Material to process:
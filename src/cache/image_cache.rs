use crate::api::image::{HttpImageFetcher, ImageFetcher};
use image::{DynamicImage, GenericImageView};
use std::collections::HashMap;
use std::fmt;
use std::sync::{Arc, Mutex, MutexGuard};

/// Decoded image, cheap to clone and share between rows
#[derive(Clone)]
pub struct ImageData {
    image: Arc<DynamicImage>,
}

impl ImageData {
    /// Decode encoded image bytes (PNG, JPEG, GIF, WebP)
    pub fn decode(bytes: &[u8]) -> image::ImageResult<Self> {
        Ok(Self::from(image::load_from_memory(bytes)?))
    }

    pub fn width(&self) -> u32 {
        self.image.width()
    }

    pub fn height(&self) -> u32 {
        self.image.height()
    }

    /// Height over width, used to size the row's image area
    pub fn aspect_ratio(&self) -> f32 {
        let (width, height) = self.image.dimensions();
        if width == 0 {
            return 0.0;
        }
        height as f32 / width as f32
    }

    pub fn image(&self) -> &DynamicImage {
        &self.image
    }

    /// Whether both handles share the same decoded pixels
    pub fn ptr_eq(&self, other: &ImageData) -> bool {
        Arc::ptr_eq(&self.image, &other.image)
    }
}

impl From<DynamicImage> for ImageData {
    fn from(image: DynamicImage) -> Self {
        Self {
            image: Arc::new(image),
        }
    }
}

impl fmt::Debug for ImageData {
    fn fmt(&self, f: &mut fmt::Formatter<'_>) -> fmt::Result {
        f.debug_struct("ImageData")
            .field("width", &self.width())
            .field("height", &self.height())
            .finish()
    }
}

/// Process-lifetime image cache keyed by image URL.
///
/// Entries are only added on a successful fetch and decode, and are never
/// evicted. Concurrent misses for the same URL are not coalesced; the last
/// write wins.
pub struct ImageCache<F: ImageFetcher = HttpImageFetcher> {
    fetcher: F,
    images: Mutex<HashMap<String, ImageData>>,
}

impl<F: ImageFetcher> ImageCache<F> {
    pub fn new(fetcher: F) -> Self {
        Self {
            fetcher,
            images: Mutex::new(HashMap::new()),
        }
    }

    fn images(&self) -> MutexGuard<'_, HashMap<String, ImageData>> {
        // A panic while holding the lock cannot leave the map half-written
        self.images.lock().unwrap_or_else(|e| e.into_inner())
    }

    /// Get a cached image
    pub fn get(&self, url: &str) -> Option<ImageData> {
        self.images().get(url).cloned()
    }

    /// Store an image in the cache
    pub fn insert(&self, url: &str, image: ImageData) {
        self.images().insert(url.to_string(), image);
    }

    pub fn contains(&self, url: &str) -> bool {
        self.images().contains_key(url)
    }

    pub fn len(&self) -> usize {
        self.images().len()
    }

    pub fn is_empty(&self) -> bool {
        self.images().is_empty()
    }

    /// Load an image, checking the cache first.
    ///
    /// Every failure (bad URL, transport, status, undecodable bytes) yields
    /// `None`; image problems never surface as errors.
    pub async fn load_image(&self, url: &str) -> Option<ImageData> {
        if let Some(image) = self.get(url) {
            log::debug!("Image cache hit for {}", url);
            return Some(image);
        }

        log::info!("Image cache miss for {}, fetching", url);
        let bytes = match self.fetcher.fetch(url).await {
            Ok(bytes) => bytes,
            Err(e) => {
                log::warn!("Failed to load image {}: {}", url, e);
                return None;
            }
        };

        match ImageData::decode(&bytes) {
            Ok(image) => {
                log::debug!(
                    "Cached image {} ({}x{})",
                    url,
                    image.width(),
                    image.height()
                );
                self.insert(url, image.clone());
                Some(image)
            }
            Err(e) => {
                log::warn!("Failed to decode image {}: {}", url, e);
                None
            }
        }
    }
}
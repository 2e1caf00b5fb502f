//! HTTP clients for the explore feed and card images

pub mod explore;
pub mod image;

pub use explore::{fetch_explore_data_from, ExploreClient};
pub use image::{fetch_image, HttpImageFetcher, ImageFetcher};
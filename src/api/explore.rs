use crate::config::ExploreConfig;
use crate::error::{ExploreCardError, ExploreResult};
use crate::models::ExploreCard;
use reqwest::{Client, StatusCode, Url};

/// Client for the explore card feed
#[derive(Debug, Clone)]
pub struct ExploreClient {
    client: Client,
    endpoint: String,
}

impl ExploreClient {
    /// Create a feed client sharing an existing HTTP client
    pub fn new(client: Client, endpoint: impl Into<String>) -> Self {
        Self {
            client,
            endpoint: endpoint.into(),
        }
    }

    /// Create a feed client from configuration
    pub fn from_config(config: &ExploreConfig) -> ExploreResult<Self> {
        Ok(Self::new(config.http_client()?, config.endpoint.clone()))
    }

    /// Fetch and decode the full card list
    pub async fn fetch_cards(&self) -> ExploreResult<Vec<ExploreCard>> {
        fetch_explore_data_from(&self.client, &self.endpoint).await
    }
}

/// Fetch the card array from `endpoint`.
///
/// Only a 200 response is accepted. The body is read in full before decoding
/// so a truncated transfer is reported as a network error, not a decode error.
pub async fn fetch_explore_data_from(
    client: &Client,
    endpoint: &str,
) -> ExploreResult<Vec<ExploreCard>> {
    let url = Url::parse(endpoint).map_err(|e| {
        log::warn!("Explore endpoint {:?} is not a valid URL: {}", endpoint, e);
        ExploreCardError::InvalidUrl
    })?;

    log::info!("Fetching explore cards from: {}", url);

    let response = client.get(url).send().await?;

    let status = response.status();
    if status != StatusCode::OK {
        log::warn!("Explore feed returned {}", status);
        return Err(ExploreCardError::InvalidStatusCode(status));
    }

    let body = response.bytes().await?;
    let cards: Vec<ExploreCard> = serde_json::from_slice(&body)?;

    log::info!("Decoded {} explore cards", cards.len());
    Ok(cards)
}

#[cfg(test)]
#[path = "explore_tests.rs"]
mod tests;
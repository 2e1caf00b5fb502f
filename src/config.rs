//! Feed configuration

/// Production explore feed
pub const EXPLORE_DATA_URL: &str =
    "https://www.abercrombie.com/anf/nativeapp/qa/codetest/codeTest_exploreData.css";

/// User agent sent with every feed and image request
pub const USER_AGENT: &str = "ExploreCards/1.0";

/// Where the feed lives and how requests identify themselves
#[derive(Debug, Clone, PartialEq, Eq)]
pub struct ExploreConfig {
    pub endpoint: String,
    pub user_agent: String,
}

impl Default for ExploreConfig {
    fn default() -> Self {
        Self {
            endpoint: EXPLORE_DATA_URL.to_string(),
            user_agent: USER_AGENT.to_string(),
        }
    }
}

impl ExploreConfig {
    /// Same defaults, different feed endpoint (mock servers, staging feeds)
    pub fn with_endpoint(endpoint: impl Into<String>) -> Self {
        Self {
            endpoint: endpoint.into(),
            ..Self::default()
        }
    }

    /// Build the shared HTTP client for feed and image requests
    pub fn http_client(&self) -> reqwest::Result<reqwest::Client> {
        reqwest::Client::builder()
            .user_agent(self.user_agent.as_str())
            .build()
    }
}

What the task asks:
Go through the material above and count the lines that contain "Option"; give that number alone.

Answer below:
2